Simply White vs Stuart Gold in Real Spaces
4 real rooms side by side. Seeing Simply White and Stuart Gold in actual rooms makes the difference concrete; browse the spaces below to get a feel for how each color lives on a wall.
Living Room
Living rooms test a color across a full range of conditions — morning sun, afternoon shade, and evening lamp light all shift how both of these read. Simply White returns significantly more light to the room — in a smaller or darker space, that difference in perceived brightness is hard to miss.
Bathroom
Bathrooms amplify color — the enclosed space and reflective surfaces make what reads subtle elsewhere feel more present here. The LRV gap is large enough that Simply White will make the room feel meaningfully brighter than Stuart Gold would.
House
At full exterior scale, the difference between these two colors becomes much easier to judge than from a small chip. The LRV gap is large enough that Simply White will make the room feel meaningfully brighter than Stuart Gold would.
Kitchen Cabinets
On cabinetry, undertone and temperature become more pronounced against countertops and hardware. The LRV gap is large enough that Simply White will make the room feel meaningfully brighter than Stuart Gold would.
Color Details
Simply White vs Stuart Gold Simulated Comparison
5 simulated room previews — drag the slider on each to see Simply White on one side and Stuart Gold on the other.

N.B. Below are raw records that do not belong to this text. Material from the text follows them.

//! SQLite-backed ledger store.
//!
//! Persistence is insert-only: `save` writes records the database has not
//! seen (keyed by `record_id`) inside one transaction and never updates or
//! deletes an existing row, so the on-disk ledger keeps the same append-only
//! guarantee the in-memory [`Ledger`] has.

use std::path::Path;

use chrono::NaiveDate;
use rusqlite::{params, Connection, Row};

use pricetrail_core::hooks::LedgerStore;
use pricetrail_core::model::{Ledger, LedgerRecord, ProductKey, Snapshot};

use crate::db;
use crate::errors::{Result, StoreError};
use crate::schema;

/// Durable ledger store over a single SQLite database.
pub struct SqliteLedgerStore {
    conn: Connection,
}

impl SqliteLedgerStore {
    /// Open (or create) the ledger database at the given path.
    ///
    /// # Errors
    ///
    /// Fails when the file cannot be opened or carries an incompatible
    /// schema version.
    pub fn open<P: AsRef<Path>>(path: P) -> Result<Self> {
        let conn = db::open(path)?;
        schema::init_schema(&conn)?;
        Ok(Self { conn })
    }

    /// Open an in-memory ledger database (for testing).
    ///
    /// # Errors
    ///
    /// Fails when SQLite cannot allocate the in-memory database.
    pub fn in_memory() -> Result<Self> {
        let conn = db::open_in_memory()?;
        schema::init_schema(&conn)?;
        Ok(Self { conn })
    }

    /// Load every persisted record in audit order.
    ///
    /// # Errors
    ///
    /// Fails when the database cannot be read or a row cannot be decoded.
    pub fn load_ledger(&self) -> Result<Ledger> {
        let mut stmt = self.conn.prepare(
            "SELECT record_id, seq, product_key, display_name, pack_size,
                    list_price, observed_price, discount, observed_at, source_url
             FROM ledger_records
             ORDER BY product_key ASC, observed_at DESC, seq DESC",
        )?;
        let records = stmt
            .query_map([], record_from_row)?
            .collect::<std::result::Result<Vec<_>, _>>()?;

        let records = records
            .into_iter()
            .collect::<Result<Vec<LedgerRecord>>>()?;

        tracing::debug!(ledger_len = records.len(), "loaded ledger");
        Ok(Ledger::from_records(records))
    }

    /// Persist the ledger: insert every record the database has not seen.
    ///
    /// Runs in one transaction; rows already present (same `record_id`) are
    /// left untouched.
    ///
    /// # Errors
    ///
    /// Fails when the transaction cannot be committed; nothing is partially
    /// written in that case.
    pub fn save_ledger(&mut self, ledger: &Ledger) -> Result<()> {
        let tx = self.conn.transaction()?;
        let mut inserted = 0usize;
        {
            let mut stmt = tx.prepare(
                "INSERT OR IGNORE INTO ledger_records
                    (record_id, seq, product_key, display_name, pack_size,
                     list_price, observed_price, discount, observed_at, source_url)
                 VALUES (?1, ?2, ?3, ?4, ?5, ?6, ?7, ?8, ?9, ?10)",
            )?;
            for record in ledger.records() {
                let snapshot = &record.snapshot;
                inserted += stmt.execute(params![
                    record.record_id,
                    record.seq as i64,
                    snapshot.product_key.as_str(),
                    snapshot.display_name,
                    snapshot.pack_size,
                    snapshot.list_price,
                    snapshot.observed_price,
                    snapshot.discount_fraction,
                    snapshot.observed_at.format("%Y-%m-%d").to_string(),
                    snapshot.source_url,
                ])?;
            }
        }
        tx.commit()?;

        tracing::debug!(
            inserted,
            ledger_len = ledger.len(),
            "saved ledger"
        );
        Ok(())
    }

    /// Full persisted history for one product key, chronological.
    ///
    /// # Errors
    ///
    /// Fails when the database cannot be read or a row cannot be decoded.
    pub fn history(&self, key: &ProductKey) -> Result<Vec<LedgerRecord>> {
        let mut stmt = self.conn.prepare(
            "SELECT record_id, seq, product_key, display_name, pack_size,
                    list_price, observed_price, discount, observed_at, source_url
             FROM ledger_records
             WHERE product_key = ?1
             ORDER BY observed_at ASC, seq ASC",
        )?;
        let records = stmt
            .query_map([key.as_str()], record_from_row)?
            .collect::<std::result::Result<Vec<_>, _>>()?;
        records.into_iter().collect()
    }
}

/// Decode one row into a LedgerRecord.
///
/// Returned as a nested result so SQLite access errors and decode errors
/// stay distinguishable inside `query_map`.
fn record_from_row(row: &Row<'_>) -> rusqlite::Result<Result<LedgerRecord>> {
    let record_id: String = row.get(0)?;
    let seq: i64 = row.get(1)?;
    let product_key: String = row.get(2)?;
    let display_name: String = row.get(3)?;
    let pack_size: String = row.get(4)?;
    let list_price: Option<f64> = row.get(5)?;
    let observed_price: Option<f64> = row.get(6)?;
    let discount: f64 = row.get(7)?;
    let observed_at: String = row.get(8)?;
    let source_url: String = row.get(9)?;

    let decoded = NaiveDate::parse_from_str(&observed_at, "%Y-%m-%d")
        .map_err(|e| {
            StoreError::Corrupt(format!(
                "record {} has invalid observed_at '{}': {}",
                record_id, observed_at, e
            ))
        })
        .map(|observed_at| LedgerRecord {
            record_id,
            seq: seq as u64,
            snapshot: Snapshot {
                product_key: ProductKey::from_url(&product_key),
                display_name,
                pack_size,
                list_price,
                observed_price,
                discount_fraction: discount,
                observed_at,
                source_url,
            },
        });

    Ok(decoded)
}

impl LedgerStore for SqliteLedgerStore {
    fn load(&mut self) -> pricetrail_core::Result<Ledger> {
        Ok(self.load_ledger()?)
    }

    fn save(&mut self, ledger: &Ledger) -> pricetrail_core::Result<()> {
        Ok(self.save_ledger(ledger)?)
    }
}

#[cfg(test)]
mod tests {
    use super::*;

    fn snap(url: &str, price: Option<f64>, day: u32) -> Snapshot {
        Snapshot {
            product_key: ProductKey::from_url(url),
            display_name: format!("Product {}", url),
            pack_size: "1 kg".to_string(),
            list_price: price,
            observed_price: price,
            discount_fraction: 0.0,
            observed_at: NaiveDate::from_ymd_opt(2026, 8, day).unwrap(),
            source_url: url.to_string(),
        }
    }

    #[test]
    fn test_save_then_load_preserves_records() {
        let mut store = SqliteLedgerStore::in_memory().unwrap();
        let mut ledger = Ledger::new();
        ledger.append(snap("u1", Some(10.0), 1));
        ledger.append(snap("u2", None, 2));
        ledger.sort_for_audit();

        store.save_ledger(&ledger).unwrap();
        let loaded = store.load_ledger().unwrap();

        assert_eq!(loaded, ledger);
    }

    #[test]
    fn test_repeated_saves_never_duplicate() {
        let mut store = SqliteLedgerStore::in_memory().unwrap();
        let mut ledger = Ledger::new();
        ledger.append(snap("u1", Some(10.0), 1));

        store.save_ledger(&ledger).unwrap();
        store.save_ledger(&ledger).unwrap();

        assert_eq!(store.load_ledger().unwrap().len(), 1);
    }

    #[test]
    fn test_history_is_chronological() {
        let mut store = SqliteLedgerStore::in_memory().unwrap();
        let mut ledger = Ledger::new();
        ledger.append(snap("u1", Some(12.0), 5));
        ledger.append(snap("u1", Some(10.0), 1));
        ledger.append(snap("u2", Some(99.0), 3));
        ledger.sort_for_audit();
        store.save_ledger(&ledger).unwrap();

        let history = store.history(&ProductKey::from_url("u1")).unwrap();
        let prices: Vec<Option<f64>> = history
            .iter()
            .map(|r| r.snapshot.observed_price)
            .collect();
        assert_eq!(prices, vec![Some(10.0), Some(12.0)]);
    }

    #[test]
    fn test_absent_prices_round_trip_as_null() {
        let mut store = SqliteLedgerStore::in_memory().unwrap();
        let mut ledger = Ledger::new();
        ledger.append(snap("u1", None, 1));
        store.save_ledger(&ledger).unwrap();

        let loaded = store.load_ledger().unwrap();
        assert_eq!(loaded.records()[0].snapshot.observed_price, None);
        assert_eq!(loaded.records()[0].snapshot.list_price, None);
    }
}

Digital color is approximate. These simulations are generated from the manufacturer's hex values and overlaid on grayscale room photos — your screen's calibration, brightness, and viewing angle all affect how they render. Before committing to either color, test physical samples in your own space under the light you actually live with.
More Simply White comparisons
See how Simply White stacks up against other well-photographed colors across different brands and tones.